The company warned that exchanges will only report gross proceeds to the IRS this first year, leaving customers responsible for reconciling cost basis and calculating gains or losses, a process Coinbase says will create confusion especially for those unfamiliar with investing.

Coinbase reporting concerns
Coinbase said exchanges would report gross proceeds rather than net gains or cost basis, forcing individual taxpayers to perform complex reconciliations themselves.
The company argued this would be particularly problematic for small retail transactions and network fees, and would generate unnecessary paperwork.

Coinbase specifically objected to including dollar-pegged stablecoins like USDC in the reporting requirement, calling those transactions non-taxable and an avoidable source of clutter.
Coinbase tax reporting plans
Coinbase has signalled operational adjustments and criticised the rules for the current tax year.

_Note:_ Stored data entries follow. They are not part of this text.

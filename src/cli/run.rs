use std::collections::HashMap;
use std::path::{Path, PathBuf};

use colored::Colorize;
use comfy_table::{Cell, Table};
use tracing::warn;

use crate::batch::{write_decisions, BatchProcessor, CustomerInput, ExitStatus};
use crate::cascade::CancelFlag;
use crate::error::{Result, TallyError};
use crate::importer::{customer_id_for, load_account_data, read_customer_file, CustomerFile};
use crate::models::AccountData;
use crate::session::{Session, SessionOptions};

pub struct RunArgs {
    pub files: Vec<PathBuf>,
    pub out: Option<PathBuf>,
    pub offline: bool,
    pub accounts: Option<PathBuf>,
    pub as_of: Option<String>,
    pub window_days: Option<i64>,
    pub workers: Option<usize>,
}

/// Output files are named by customer id, so two inputs may not share a
/// file stem.
fn check_unique_ids(files: &[PathBuf]) -> Result<()> {
    let mut seen: HashMap<String, &Path> = HashMap::new();
    for path in files {
        let id = customer_id_for(path);
        if let Some(first) = seen.get(&id) {
            return Err(TallyError::Other(format!(
                "duplicate customer id '{id}' from {} and {}",
                first.display(),
                path.display()
            )));
        }
        seen.insert(id, path);
    }
    Ok(())
}

/// Returns the process exit code.
pub fn run(args: RunArgs) -> Result<i32> {
    check_unique_ids(&args.files)?;
    let options = SessionOptions {
        offline: args.offline,
        as_of: super::parse_as_of(&args.as_of)?,
        window_days: args.window_days,
    };
    let session = Session::open(&options)?;

    let mut accounts: HashMap<String, AccountData> = match &args.accounts {
        Some(path) => load_account_data(path)?,
        None => HashMap::new(),
    };
    let mut inputs = Vec::with_capacity(args.files.len());
    for path in &args.files {
        let file = match read_customer_file(path) {
            Ok(file) => file,
            Err(e) => {
                warn!(path = %path.display(), error = %e, "could not read customer file");
                CustomerFile::unreadable(&customer_id_for(path), &e.to_string())
            }
        };
        let account = accounts.remove(&file.customer_id);
        inputs.push(CustomerInput { file, account });
    }

    let cancel = CancelFlag::default();
    let handler_flag = cancel.clone();
    if let Err(e) = ctrlc::set_handler(move || handler_flag.cancel()) {
        warn!(error = %e, "could not install Ctrl-C handler");
    }

    let workers = args.workers.unwrap_or_else(|| session.settings.worker_count());
    let report = BatchProcessor::new(&session.cascade, &session.engine, workers).run(&inputs, &cancel);

    // Learned patterns are persisted even when the outputs cannot be written.
    let learned = session.finish();
    let written = match &args.out {
        Some(out) => write_outputs(out, &report.results),
        None => Ok(()),
    };
    let learned = learned?;
    written?;

    let mut table = Table::new();
    table.set_header(vec!["Customer", "Decided", "Unknown", "Rejected", "Skipped", "Metrics"]);
    for result in &report.results {
        if let Some(reason) = &result.failure {
            table.add_row(vec![
                Cell::new(&result.customer_id),
                Cell::new(format!("unreadable: {reason}").red().to_string()),
                Cell::new("-"),
                Cell::new("-"),
                Cell::new("-"),
                Cell::new("no"),
            ]);
            continue;
        }
        let unknown = result
            .categorized()
            .iter()
            .filter(|c| c.decision.is_unknown())
            .count();
        let rejected = result.rejected();
        table.add_row(vec![
            Cell::new(&result.customer_id),
            Cell::new(result.decided()),
            Cell::new(unknown),
            Cell::new(if rejected > 0 {
                rejected.to_string().red().to_string()
            } else {
                "0".to_string()
            }),
            Cell::new(result.skipped()),
            Cell::new(if result.metrics.is_some() { "yes" } else { "no" }),
        ]);
    }
    println!("{table}");

    let summary = &report.summary;
    let sources: Vec<String> = summary
        .by_source
        .iter()
        .map(|(source, n)| format!("{source}={n}"))
        .collect();
    println!("Sources: {}", sources.join(", "));

    let status = summary.exit_status();
    match status {
        ExitStatus::AllProcessed => println!(
            "{}",
            format!("All {} records processed.", summary.decided).green()
        ),
        ExitStatus::PartialFailure { rejected, failed } => {
            if failed > 0 {
                println!("{}", format!("{failed} customer file(s) could not be read.").red());
            }
            println!(
                "{}",
                format!("{rejected} record(s) rejected; {} processed.", summary.decided).yellow()
            );
        }
        ExitStatus::Cancelled => println!(
            "{}",
            format!(
                "Cancelled: {} processed, {} skipped.",
                summary.decided, summary.skipped
            )
            .yellow()
        ),
    }

    if learned > 0 {
        println!("Learned {learned} pattern(s).");
    }
    Ok(status.code())
}

fn write_outputs(out: &Path, results: &[crate::batch::CustomerResult]) -> Result<()> {
    std::fs::create_dir_all(out)?;
    for result in results.iter().filter(|r| r.failure.is_none()) {
        let decisions = std::fs::File::create(out.join(format!("{}.decisions.csv", result.customer_id)))?;
        write_decisions(std::io::BufWriter::new(decisions), result)?;
        if let Some(metrics) = &result.metrics {
            let json = serde_json::to_string_pretty(metrics)?;
            std::fs::write(
                out.join(format!("{}.metrics.json", result.customer_id)),
                format!("{json}\n"),
            )?;
        }
    }
    Ok(())
}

The company plans to begin calculating customers' cost basis on their behalf starting next tax year to reduce the compliance burden going forward.
Coinbase's VP of tax, Lawrence Zlatkin, argued the new reporting regime will divert resources to low-value reporting and do a disservice to taxpayers, and the company has used this point to press for adjustments to the rules.
Crypto tax guidance
Industry observers offer practical guidance that mirrors Coinbase’s concerns.

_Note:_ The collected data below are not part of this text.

use std::path::Path;

use serde::{Deserialize, Serialize};

use crate::error::{Result, TallyError};
use crate::taxonomy::{DirectionClass, Taxonomy};

#[derive(Debug, Clone, Copy, PartialEq, Serialize, Deserialize)]
pub struct Band {
    pub min_days: f64,
    pub max_days: f64,
}

impl Band {
    pub fn contains(&self, gap: f64) -> bool {
        self.min_days <= gap && gap <= self.max_days
    }
}

#[derive(Debug, Clone, PartialEq, Serialize, Deserialize)]
pub struct FrequencyBands {
    #[serde(default = "default_weekly")]
    pub weekly: Band,
    #[serde(default = "default_fortnightly")]
    pub fortnightly: Band,
    #[serde(default = "default_monthly")]
    pub monthly: Band,
}

impl Default for FrequencyBands {
    fn default() -> Self {
        Self {
            weekly: default_weekly(),
            fortnightly: default_fortnightly(),
            monthly: default_monthly(),
        }
    }
}

fn default_weekly() -> Band {
    Band { min_days: 3.0, max_days: 9.0 }
}

fn default_fortnightly() -> Band {
    Band { min_days: 10.0, max_days: 17.0 }
}

fn default_monthly() -> Band {
    Band { min_days: 25.0, max_days: 35.0 }
}

#[derive(Debug, Clone, PartialEq, Serialize, Deserialize)]
#[serde(default)]
pub struct GovernmentCodes {
    pub youth_allowance: String,
    pub rental_assistance: String,
    pub other_benefits: Vec<String>,
}

impl Default for GovernmentCodes {
    fn default() -> Self {
        Self {
            youth_allowance: "INC-012".into(),
            rental_assistance: "INC-013".into(),
            other_benefits: codes(&["INC-014", "INC-015", "INC-016", "INC-017", "INC-018", "INC-021"]),
        }
    }
}

/// Necessity classes for expense codes. `other` left unset means every
/// expense code in neither of the first two lists.
#[derive(Debug, Clone, PartialEq, Serialize, Deserialize)]
#[serde(default)]
pub struct ExpenseClasses {
    pub non_discretionary: Vec<String>,
    pub discretionary: Vec<String>,
    pub other: Option<Vec<String>>,
    pub liabilities: Vec<String>,
    pub lenders: Vec<String>,
    pub high_cost_lenders: Vec<String>,
}

impl Default for ExpenseClasses {
    fn default() -> Self {
        let lending = codes(&["EXP-023", "EXP-025", "EXP-026", "EXP-033", "EXP-056", "EXP-057", "EXP-061"]);
        Self {
            non_discretionary: codes(&[
                "EXP-011", "EXP-015", "EXP-016", "EXP-018", "EXP-021", "EXP-028", "EXP-030",
                "EXP-036", "EXP-040", "EXP-041", "EXP-056",
            ]),
            discretionary: codes(&[
                "EXP-004", "EXP-007", "EXP-008", "EXP-010", "EXP-012", "EXP-014", "EXP-017",
                "EXP-019", "EXP-024", "EXP-027", "EXP-031", "EXP-035", "EXP-038", "EXP-051",
                "EXP-052", "EXP-055",
            ]),
            other: None,
            liabilities: lending.clone(),
            lenders: lending,
            high_cost_lenders: codes(&["EXP-033"]),
        }
    }
}

/// Single codes that individual metrics and flags look for.
#[derive(Debug, Clone, PartialEq, Serialize, Deserialize)]
#[serde(default)]
pub struct FlagCodes {
    pub atm: String,
    pub dishonour: String,
    pub cash_advance: String,
    pub redraw: String,
    pub small_amount_lending: String,
    pub superannuation: String,
    pub crisis_support: String,
    pub unemployment: String,
    pub child_support: String,
    pub mortgage: String,
    pub groceries: String,
    pub telecommunications: String,
    pub utilities: String,
}

impl Default for FlagCodes {
    fn default() -> Self {
        Self {
            atm: "EXP-001".into(),
            dishonour: "EXP-009".into(),
            cash_advance: "EXP-003".into(),
            redraw: "EXP-029".into(),
            small_amount_lending: "EXP-033".into(),
            superannuation: "INC-010".into(),
            crisis_support: "INC-021".into(),
            unemployment: "INC-016".into(),
            child_support: "INC-002".into(),
            mortgage: "EXP-056".into(),
            groceries: "EXP-016".into(),
            telecommunications: "EXP-036".into(),
            utilities: "EXP-040".into(),
        }
    }
}

#[derive(Debug, Clone, PartialEq, Serialize, Deserialize)]
pub struct MetricsConfig {
    #[serde(default = "default_reporting_period_days")]
    pub reporting_period_days: i64,
    #[serde(default = "default_stability_threshold")]
    pub stability_threshold: f64,
    #[serde(default = "default_recent_months")]
    pub recent_months: i64,
    #[serde(default = "default_minimum_frequency_count")]
    pub minimum_frequency_count: usize,
    #[serde(default)]
    pub frequency_bands: FrequencyBands,
    #[serde(default = "default_salary_codes")]
    pub salary_codes: Vec<String>,
    /// Empty means every income-class code in the taxonomy.
    #[serde(default)]
    pub all_income_codes: Vec<String>,
    #[serde(default)]
    pub government: GovernmentCodes,
    #[serde(default)]
    pub expenses: ExpenseClasses,
    #[serde(default = "default_high_risk_codes")]
    pub high_risk_codes: Vec<String>,
    #[serde(default)]
    pub codes: FlagCodes,
}

/// Upper bounds that keep window date arithmetic in range.
pub const MAX_REPORTING_PERIOD_DAYS: i64 = 3660;
pub const MAX_RECENT_MONTHS: i64 = 120;

fn codes(list: &[&str]) -> Vec<String> {
    list.iter().map(|c| c.to_string()).collect()
}

fn default_reporting_period_days() -> i64 {
    180
}

fn default_stability_threshold() -> f64 {
    0.10
}

fn default_recent_months() -> i64 {
    2
}

fn default_minimum_frequency_count() -> usize {
    3
}

fn default_salary_codes() -> Vec<String> {
    codes(&["INC-009"])
}

fn default_high_risk_codes() -> Vec<String> {
    codes(&["EXP-014", "EXP-005"])
}

impl Default for MetricsConfig {
    fn default() -> Self {
        Self {
            reporting_period_days: default_reporting_period_days(),
            stability_threshold: default_stability_threshold(),
            recent_months: default_recent_months(),
            minimum_frequency_count: default_minimum_frequency_count(),
            frequency_bands: FrequencyBands::default(),
            salary_codes: default_salary_codes(),
            all_income_codes: Vec::new(),
            government: GovernmentCodes::default(),
            expenses: ExpenseClasses::default(),
            high_risk_codes: default_high_risk_codes(),
            codes: FlagCodes::default(),
        }
    }
}

impl MetricsConfig {
    pub fn load(path: &Path) -> Result<Self> {
        let content = std::fs::read_to_string(path)?;
        let config: MetricsConfig = serde_json::from_str(&content)?;
        Ok(config)
    }

    /// Fills taxonomy-derived defaults and checks every configured code.
    pub fn resolve(mut self, taxonomy: &Taxonomy) -> Result<Self> {
        if !(1..=MAX_REPORTING_PERIOD_DAYS).contains(&self.reporting_period_days) {
            return Err(TallyError::MetricsConfig(format!(
                "reporting_period_days must be between 1 and {MAX_REPORTING_PERIOD_DAYS}, got {}",
                self.reporting_period_days
            )));
        }
        if !(1..=MAX_RECENT_MONTHS).contains(&self.recent_months) {
            return Err(TallyError::MetricsConfig(format!(
                "recent_months must be between 1 and {MAX_RECENT_MONTHS}, got {}",
                self.recent_months
            )));
        }
        if !(0.0..=1.0).contains(&self.stability_threshold) {
            return Err(TallyError::MetricsConfig(
                "stability_threshold must be between 0 and 1".into(),
            ));
        }
        if self.minimum_frequency_count < 2 {
            return Err(TallyError::MetricsConfig(
                "minimum_frequency_count must be at least 2".into(),
            ));
        }
        if self.all_income_codes.is_empty() {
            self.all_income_codes = taxonomy
                .codes_with_class(DirectionClass::Income)
                .into_iter()
                .map(str::to_string)
                .collect();
        }
        if self.expenses.other.is_none() {
            let other = taxonomy
                .codes_with_class(DirectionClass::Expense)
                .into_iter()
                .filter(|c| {
                    !self.expenses.non_discretionary.iter().any(|n| n == c)
                        && !self.expenses.discretionary.iter().any(|d| d == c)
                })
                .map(str::to_string)
                .collect();
            self.expenses.other = Some(other);
        }

        let single = [
            &self.government.youth_allowance,
            &self.government.rental_assistance,
            &self.codes.atm,
            &self.codes.dishonour,
            &self.codes.cash_advance,
            &self.codes.redraw,
            &self.codes.small_amount_lending,
            &self.codes.superannuation,
            &self.codes.crisis_support,
            &self.codes.unemployment,
            &self.codes.child_support,
            &self.codes.mortgage,
            &self.codes.groceries,
            &self.codes.telecommunications,
            &self.codes.utilities,
        ];
        let lists = [
            &self.salary_codes,
            &self.all_income_codes,
            &self.government.other_benefits,
            &self.expenses.non_discretionary,
            &self.expenses.discretionary,
            &self.expenses.liabilities,
            &self.expenses.lenders,
            &self.expenses.high_cost_lenders,
            &self.high_risk_codes,
        ];
        let all = single
            .into_iter()
            .map(String::as_str)
            .chain(lists.into_iter().flatten().map(String::as_str))
            .chain(self.expenses.other.iter().flatten().map(String::as_str));
        taxonomy
            .require_all(all)
            .map_err(|e| TallyError::MetricsConfig(e.to_string()))?;
        Ok(self)
    }

    pub fn other_expense_codes(&self) -> &[String] {
        self.expenses.other.as_deref().unwrap_or(&[])
    }
}

#[cfg(test)]
mod tests {
    use super::*;

    #[test]
    fn test_defaults_resolve_against_builtin_taxonomy() {
        let config = MetricsConfig::default().resolve(&Taxonomy::builtin()).unwrap();
        assert!(config.all_income_codes.iter().any(|c| c == "INC-009"));
        assert!(!config.all_income_codes.iter().any(|c| c.starts_with("EXP")));
        let other = config.other_expense_codes();
        assert!(other.iter().any(|c| c == "EXP-001"));
        assert!(!other.iter().any(|c| c == "EXP-016"));
        assert!(!other.iter().any(|c| c == "EXP-013"));
    }

    #[test]
    fn test_partial_json_uses_defaults() {
        let config: MetricsConfig =
            serde_json::from_str(r#"{"reporting_period_days": 90, "high_risk_codes": ["EXP-014"]}"#).unwrap();
        assert_eq!(config.reporting_period_days, 90);
        assert_eq!(config.high_risk_codes, vec!["EXP-014".to_string()]);
        assert_eq!(config.stability_threshold, 0.10);
        assert_eq!(config.frequency_bands.monthly.max_days, 35.0);
    }

    #[test]
    fn test_unknown_code_rejected() {
        let mut config = MetricsConfig::default();
        config.codes.groceries = "EXP-999".into();
        let err = config.resolve(&Taxonomy::builtin()).unwrap_err();
        assert!(matches!(err, TallyError::MetricsConfig(_)));
    }

    #[test]
    fn test_bad_window_rejected() {
        let config = MetricsConfig {
            reporting_period_days: 0,
            ..MetricsConfig::default()
        };
        assert!(config.resolve(&Taxonomy::builtin()).is_err());
    }

    #[test]
    fn test_huge_window_rejected() {
        let config = MetricsConfig {
            reporting_period_days: i64::MAX,
            ..MetricsConfig::default()
        };
        let err = config.resolve(&Taxonomy::builtin()).unwrap_err();
        assert!(matches!(err, TallyError::MetricsConfig(_)));

        let config = MetricsConfig {
            recent_months: i64::MAX / 30 + 1,
            ..MetricsConfig::default()
        };
        assert!(config.resolve(&Taxonomy::builtin()).is_err());

        let config = MetricsConfig {
            reporting_period_days: MAX_REPORTING_PERIOD_DAYS,
            recent_months: MAX_RECENT_MONTHS,
            ..MetricsConfig::default()
        };
        assert!(config.resolve(&Taxonomy::builtin()).is_ok());
    }

    #[test]
    fn test_partial_nested_objects_use_defaults() {
        let config: MetricsConfig = serde_json::from_str(
            r#"{"expenses": {"high_cost_lenders": ["EXP-025"]}, "government": {"youth_allowance": "INC-014"}}"#,
        )
        .unwrap();
        assert_eq!(config.expenses.high_cost_lenders, vec!["EXP-025".to_string()]);
        assert_eq!(config.expenses.discretionary, ExpenseClasses::default().discretionary);
        assert_eq!(config.expenses.other, None);
        assert_eq!(config.government.youth_allowance, "INC-014");
        assert_eq!(config.government.rental_assistance, "INC-013");
        assert!(config.resolve(&Taxonomy::builtin()).is_ok());
    }

    #[test]
    fn test_load_from_file() {
        let dir = tempfile::tempdir().unwrap();
        let path = dir.path().join("metrics.json");
        std::fs::write(&path, r#"{"recent_months": 3}"#).unwrap();
        let config = MetricsConfig::load(&path).unwrap();
        assert_eq!(config.recent_months, 3);
        assert_eq!(config.salary_codes, vec!["INC-009".to_string()]);
    }
}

They recommend consistent transaction tracking with crypto tax software, consulting advisors experienced with digital assets, and utilising tax-advantaged accounts where possible to reduce friction and risk of errors under the new system.

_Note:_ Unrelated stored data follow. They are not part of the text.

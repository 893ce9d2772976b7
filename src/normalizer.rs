//! Description normalization: raw bank description -> canonical merchant key.
//!
//! Everything here is pure and total. Empty or garbage input produces an
//! empty key, never an error.

use std::fmt;
use std::sync::OnceLock;

use regex::Regex;
use sha2::{Digest, Sha256};

/// Transaction-type prefixes banks prepend to the merchant name.
const PREFIXES: &[&str] = &[
    "anz m-banking funds tfer transfer",
    "anz internet banking payment",
    "anz mobile banking payment",
    "visa debit purchase card",
    "funds tfer transfer",
    "recurring payment",
    "internet banking",
    "pay/salary from",
    "mobile banking",
    "atm withdrawal",
    "transfer from",
    "visa purchase",
    "card purchase",
    "direct credit",
    "direct debit",
    "transfer to",
    "payment to",
    "pending -",
    "m-banking",
    "pending",
    "eftpos",
    "paypal",
    "bpay",
];

const SUFFIXES: &[&str] = &["pty ltd", "australia", "ltd", "pty", "au"];

const LOCATIONS: &[&str] = &[
    "nsw", "vic", "qld", "wa", "sa", "tas", "act", "nt", "sydney", "melbourne", "brisbane",
    "perth", "adelaide", "hobart", "darwin", "canberra", "parramatta", "geelong", "newcastle",
    "wollongong", "cairns", "townsville", "ballarat", "bendigo", "launceston",
];

/// Brands whose name spans more than one word, or whose first word alone is
/// the brand. Checked before falling back to the first two words.
const MULTI_WORD_BRANDS: &[&str] = &[
    "momentum energy",
    "origin energy",
    "agl energy",
    "red energy",
    "uber eats",
    "menu log",
    "uber taxi",
    "tax office",
    "services australia",
    "medicare australia",
    "woolworths",
    "coles",
    "aldi",
    "iga",
];

fn reference_patterns() -> &'static [Regex] {
    static PATTERNS: OnceLock<Vec<Regex>> = OnceLock::new();
    PATTERNS.get_or_init(|| {
        [r"\b\d{5,}\b", r"\{\d+\}", r"\breference\s*\d+", r"\bref\s*\d+"]
            .iter()
            .filter_map(|p| Regex::new(p).ok())
            .collect()
    })
}

fn non_alphanumeric() -> &'static Regex {
    static RE: OnceLock<Regex> = OnceLock::new();
    RE.get_or_init(|| Regex::new(r"[^a-z0-9\s]").expect("static regex"))
}

/// Canonical matching key for a description.
#[derive(Debug, Clone, Default, PartialEq, Eq, Hash, PartialOrd, Ord)]
pub struct NormalizedKey(String);

impl NormalizedKey {
    pub fn as_str(&self) -> &str {
        &self.0
    }

    pub fn is_empty(&self) -> bool {
        self.0.is_empty()
    }

    /// Short non-reversible tag for log lines.
    pub fn fingerprint(&self) -> String {
        fingerprint(&self.0)
    }
}

impl fmt::Display for NormalizedKey {
    fn fmt(&self, f: &mut fmt::Formatter<'_>) -> fmt::Result {
        f.write_str(&self.0)
    }
}

impl From<&str> for NormalizedKey {
    fn from(value: &str) -> Self {
        normalize_description(value)
    }
}

pub fn fingerprint(text: &str) -> String {
    let digest = Sha256::digest(text.as_bytes());
    hex::encode(&digest[..6])
}

/// Lowercased, trimmed, whitespace-collapsed description with reference
/// numbers removed. Punctuation is kept so word-boundary rules see the
/// same text the bank printed.
pub fn clean_description(description: &str) -> String {
    let lowered = description.trim().to_lowercase();
    collapse_whitespace(&remove_reference_numbers(&lowered))
}

pub fn normalize_description(description: &str) -> NormalizedKey {
    let text = description.trim().to_lowercase();
    if text.is_empty() {
        return NormalizedKey::default();
    }
    let text = strip_prefixes(&text);
    let text = remove_reference_numbers(&text);
    let text = remove_locations(&text);
    let text = non_alphanumeric().replace_all(&text, " ");
    let text = strip_suffixes(&collapse_whitespace(&text));
    NormalizedKey(merchant_core(&text))
}

/// Full key, then the first word (3+ chars), then the first two words.
/// Duplicates and empties are dropped.
pub fn normalize_variants(description: &str) -> Vec<NormalizedKey> {
    let key = normalize_description(description);
    if key.is_empty() {
        return Vec::new();
    }
    let words: Vec<&str> = key.as_str().split(' ').collect();
    let mut variants = vec![key.clone()];
    if words[0].len() >= 3 {
        variants.push(NormalizedKey(words[0].to_string()));
    }
    if words.len() >= 2 {
        variants.push(NormalizedKey(words[..2].join(" ")));
    }
    let mut seen = std::collections::HashSet::new();
    variants.retain(|v| seen.insert(v.clone()));
    variants
}

fn collapse_whitespace(text: &str) -> String {
    text.split_whitespace().collect::<Vec<_>>().join(" ")
}

fn starts_with_word(text: &str, prefix: &str) -> bool {
    text.strip_prefix(prefix)
        .is_some_and(|rest| rest.is_empty() || !rest.starts_with(|c: char| c.is_alphanumeric()))
}

fn strip_prefixes(text: &str) -> String {
    let mut current = text.trim().to_string();
    loop {
        let Some(prefix) = PREFIXES.iter().find(|p| starts_with_word(&current, p)) else {
            return current;
        };
        current = current[prefix.len()..].trim_start().to_string();
    }
}

fn remove_reference_numbers(text: &str) -> String {
    let mut current = text.to_string();
    for re in reference_patterns() {
        current = re.replace_all(&current, " ").into_owned();
    }
    current
}

fn remove_locations(text: &str) -> String {
    text.split_whitespace()
        .filter(|w| !LOCATIONS.contains(w))
        .collect::<Vec<_>>()
        .join(" ")
}

fn strip_suffixes(text: &str) -> String {
    let mut current = text.to_string();
    loop {
        let stripped = SUFFIXES.iter().find_map(|suffix| {
            current
                .strip_suffix(suffix)
                .and_then(|rest| rest.strip_suffix(' '))
                .map(|rest| rest.trim_end().to_string())
        });
        match stripped {
            Some(next) => current = next,
            None => return current,
        }
    }
}

fn merchant_core(text: &str) -> String {
    // store and terminal numbers are noise; "7 eleven" style tokens survive
    let words: Vec<&str> = text
        .split(' ')
        .filter(|w| !w.is_empty())
        .filter(|w| !(w.len() >= 3 && w.chars().all(|c| c.is_ascii_digit())))
        .collect();
    if words.len() <= 2 {
        return words.join(" ");
    }
    let joined = words.join(" ");
    if let Some(brand) = MULTI_WORD_BRANDS.iter().find(|b| starts_with_word(&joined, b)) {
        return brand.to_string();
    }
    words[..2].join(" ")
}

#[cfg(test)]
mod tests {
    use super::*;

    fn key(s: &str) -> String {
        normalize_description(s).as_str().to_string()
    }

    #[test]
    fn test_strips_store_number_and_location() {
        assert_eq!(key("WOOLWORTHS 1234 MELBOURNE VIC"), "woolworths");
        assert_eq!(key("KFC PARRAMATTA NSW"), "kfc");
    }

    #[test]
    fn test_strips_prefix_and_reference() {
        assert_eq!(key("PAYMENT TO MOMENTUM ENERGY 23522784"), "momentum energy");
        assert_eq!(key("EFTPOS YELLOW CAB SA 132227 GLANDORE AU"), "yellow cab");
    }

    #[test]
    fn test_prefixes_stripped_repeatedly() {
        assert_eq!(key("PENDING - VISA PURCHASE NETFLIX.COM"), "netflix com");
    }

    #[test]
    fn test_prefix_needs_word_boundary() {
        assert_eq!(key("BPAYMENTS PLUS"), "bpayments plus");
    }

    #[test]
    fn test_suffixes_stripped() {
        assert_eq!(key("ACME WIDGETS PTY LTD"), "acme widgets");
        assert_eq!(key("Danau"), "danau");
    }

    #[test]
    fn test_multi_word_brand_kept_whole() {
        assert_eq!(key("UBER EATS SYDNEY HELP.UBER.COM"), "uber eats");
        assert_eq!(key("COLES EXPRESS 2215 BRUNSWICK"), "coles");
    }

    #[test]
    fn test_short_digit_tokens_survive() {
        assert_eq!(key("7-ELEVEN 2231 CARLTON"), "7 eleven");
    }

    #[test]
    fn test_reference_forms_removed() {
        assert_eq!(key("ACME {778899} REF 1234"), "acme");
        assert_eq!(key("ACME REFERENCE 99"), "acme");
    }

    #[test]
    fn test_empty_and_garbage_give_empty_key() {
        assert!(normalize_description("").is_empty());
        assert!(normalize_description("   ").is_empty());
        assert!(normalize_description("!!! ###").is_empty());
        assert!(normalize_description("123456789").is_empty());
    }

    #[test]
    fn test_equal_keys_for_branch_variants() {
        assert_eq!(key("KFC MELBOURNE"), key("KFC SYDNEY NSW"));
    }

    #[test]
    fn test_deterministic() {
        let a = normalize_description("VISA DEBIT PURCHASE CARD 3960 OTR BLACKWOOD");
        let b = normalize_description("VISA DEBIT PURCHASE CARD 3960 OTR BLACKWOOD");
        assert_eq!(a, b);
        assert_eq!(a.as_str(), "otr blackwood");
    }

    #[test]
    fn test_variants() {
        let v = normalize_variants("ALPHA BETA GAMMA");
        let v: Vec<&str> = v.iter().map(|k| k.as_str()).collect();
        assert_eq!(v, vec!["alpha beta", "alpha"]);
        let single = normalize_variants("NETFLIX");
        assert_eq!(single.len(), 1);
        assert!(normalize_variants("").is_empty());
    }

    #[test]
    fn test_clean_description_keeps_words() {
        assert_eq!(
            clean_description("  ATM WITHDRAWAL   12345678 CBD "),
            "atm withdrawal cbd"
        );
    }

    #[test]
    fn test_fingerprint_is_stable_and_opaque() {
        let f = fingerprint("woolworths");
        assert_eq!(f.len(), 12);
        assert_eq!(f, fingerprint("woolworths"));
        assert!(!f.contains("wool"));
    }
}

Observers warn that first-year reporting noise will likely fall heaviest on retail users who lack sophisticated tax tools or advisory support.
Market response to IRS rules
Market analysts cited by the sources expect short-term price volatility as retail investors react to uncertainty, with potential selling pressure from fear or administrative burden.
Conversely, both Coinbase and other analysts argue that clearer, more actionable reporting rules over time could bolster institutional confidence and support long-term market growth if implemented sensibly.

However, timing and magnitude of these effects remain uncertain and depend on enforcement details and future clarifications from the IRS.
Key Takeaways
- IRS's new 1099-DA form will report only gross crypto transaction gains.
- Exchanges' gross-only reporting shifts cost-basis calculation responsibility to customers.
- Coinbase tax experts warn the rules cause over-reporting and create cluttered, confusing compliance burden.